>>>

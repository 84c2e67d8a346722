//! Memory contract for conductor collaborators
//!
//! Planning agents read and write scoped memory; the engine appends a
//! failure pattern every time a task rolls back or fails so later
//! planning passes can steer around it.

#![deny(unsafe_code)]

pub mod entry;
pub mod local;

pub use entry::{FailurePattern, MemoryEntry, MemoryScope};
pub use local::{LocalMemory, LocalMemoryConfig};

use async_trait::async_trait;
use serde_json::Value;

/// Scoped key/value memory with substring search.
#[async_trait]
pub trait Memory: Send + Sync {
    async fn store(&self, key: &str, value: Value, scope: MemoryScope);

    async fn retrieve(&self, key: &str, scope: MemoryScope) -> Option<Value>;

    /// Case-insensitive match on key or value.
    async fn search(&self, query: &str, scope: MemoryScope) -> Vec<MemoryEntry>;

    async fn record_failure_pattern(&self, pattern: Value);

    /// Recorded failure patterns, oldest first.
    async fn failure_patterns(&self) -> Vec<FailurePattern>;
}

<<<
>>>

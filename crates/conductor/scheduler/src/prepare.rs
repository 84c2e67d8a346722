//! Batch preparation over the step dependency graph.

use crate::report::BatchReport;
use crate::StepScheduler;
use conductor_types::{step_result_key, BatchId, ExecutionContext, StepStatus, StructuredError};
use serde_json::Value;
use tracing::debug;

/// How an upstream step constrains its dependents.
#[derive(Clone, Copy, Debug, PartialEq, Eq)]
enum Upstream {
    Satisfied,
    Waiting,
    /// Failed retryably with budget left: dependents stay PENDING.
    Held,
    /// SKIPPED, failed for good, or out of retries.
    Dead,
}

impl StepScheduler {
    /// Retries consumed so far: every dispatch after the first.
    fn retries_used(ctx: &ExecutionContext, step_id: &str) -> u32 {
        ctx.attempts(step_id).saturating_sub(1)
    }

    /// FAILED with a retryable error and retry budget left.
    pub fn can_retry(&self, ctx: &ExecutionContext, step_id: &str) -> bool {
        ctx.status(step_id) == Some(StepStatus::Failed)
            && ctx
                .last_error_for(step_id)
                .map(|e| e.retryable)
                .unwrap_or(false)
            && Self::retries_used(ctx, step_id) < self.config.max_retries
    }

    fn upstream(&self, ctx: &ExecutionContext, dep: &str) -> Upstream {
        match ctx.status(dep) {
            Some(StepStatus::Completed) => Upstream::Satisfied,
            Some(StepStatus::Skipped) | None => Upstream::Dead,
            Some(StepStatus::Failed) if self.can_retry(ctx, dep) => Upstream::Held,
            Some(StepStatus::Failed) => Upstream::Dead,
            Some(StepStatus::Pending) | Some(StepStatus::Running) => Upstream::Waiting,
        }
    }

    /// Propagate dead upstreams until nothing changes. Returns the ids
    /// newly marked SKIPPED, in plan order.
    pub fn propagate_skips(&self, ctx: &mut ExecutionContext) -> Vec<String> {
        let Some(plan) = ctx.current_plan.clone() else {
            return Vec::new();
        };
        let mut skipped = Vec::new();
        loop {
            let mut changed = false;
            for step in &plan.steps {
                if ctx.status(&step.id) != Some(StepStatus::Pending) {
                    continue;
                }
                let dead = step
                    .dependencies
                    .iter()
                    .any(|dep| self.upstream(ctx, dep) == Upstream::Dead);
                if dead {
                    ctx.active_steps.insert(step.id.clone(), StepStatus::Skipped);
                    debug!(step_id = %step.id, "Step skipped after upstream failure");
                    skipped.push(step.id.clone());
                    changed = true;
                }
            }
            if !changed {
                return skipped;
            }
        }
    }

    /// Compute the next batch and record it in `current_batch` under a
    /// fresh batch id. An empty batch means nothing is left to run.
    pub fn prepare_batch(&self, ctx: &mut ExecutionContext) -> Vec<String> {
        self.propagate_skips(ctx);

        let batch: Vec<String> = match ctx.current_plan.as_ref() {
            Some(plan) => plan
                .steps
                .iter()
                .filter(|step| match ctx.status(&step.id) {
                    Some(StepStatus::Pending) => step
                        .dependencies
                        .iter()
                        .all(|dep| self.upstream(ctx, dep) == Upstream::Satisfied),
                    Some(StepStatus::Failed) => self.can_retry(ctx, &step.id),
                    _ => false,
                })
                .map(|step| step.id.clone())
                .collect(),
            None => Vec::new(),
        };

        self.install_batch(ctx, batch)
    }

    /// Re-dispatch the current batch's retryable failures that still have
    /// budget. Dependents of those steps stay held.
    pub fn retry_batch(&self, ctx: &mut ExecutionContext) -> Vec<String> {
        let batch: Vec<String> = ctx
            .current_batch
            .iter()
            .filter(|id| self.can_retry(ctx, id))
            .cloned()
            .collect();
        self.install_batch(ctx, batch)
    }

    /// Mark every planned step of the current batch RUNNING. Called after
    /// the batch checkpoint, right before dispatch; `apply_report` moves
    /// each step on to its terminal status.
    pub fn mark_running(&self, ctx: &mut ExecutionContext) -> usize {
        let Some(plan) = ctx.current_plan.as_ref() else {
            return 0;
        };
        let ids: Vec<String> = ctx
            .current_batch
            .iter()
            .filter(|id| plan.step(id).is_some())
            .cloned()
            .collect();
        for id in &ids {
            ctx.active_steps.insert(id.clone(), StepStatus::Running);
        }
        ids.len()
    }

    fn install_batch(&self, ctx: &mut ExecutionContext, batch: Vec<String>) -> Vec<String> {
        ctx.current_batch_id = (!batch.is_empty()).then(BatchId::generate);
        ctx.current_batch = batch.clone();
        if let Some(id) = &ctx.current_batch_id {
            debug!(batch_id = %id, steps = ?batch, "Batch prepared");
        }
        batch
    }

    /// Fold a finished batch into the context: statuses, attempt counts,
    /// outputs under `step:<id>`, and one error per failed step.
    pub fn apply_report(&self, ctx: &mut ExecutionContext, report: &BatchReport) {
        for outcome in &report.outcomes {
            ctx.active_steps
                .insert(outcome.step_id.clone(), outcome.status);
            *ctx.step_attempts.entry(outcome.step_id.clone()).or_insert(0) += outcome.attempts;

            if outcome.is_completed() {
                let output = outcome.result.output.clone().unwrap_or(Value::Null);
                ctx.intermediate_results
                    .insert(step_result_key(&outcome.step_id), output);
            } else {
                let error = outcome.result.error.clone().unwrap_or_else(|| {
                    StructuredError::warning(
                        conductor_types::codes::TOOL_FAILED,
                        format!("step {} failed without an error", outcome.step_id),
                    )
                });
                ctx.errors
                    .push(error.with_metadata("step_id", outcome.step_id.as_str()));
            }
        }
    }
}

<<<

Please show all lines from the entries that contain the word "budget".

→ EXERCISE RESPONSE
    /// Failed retryably with budget left: dependents stay PENDING.
    /// FAILED with a retryable error and retry budget left.
    /// budget. Dependents of those steps stay held.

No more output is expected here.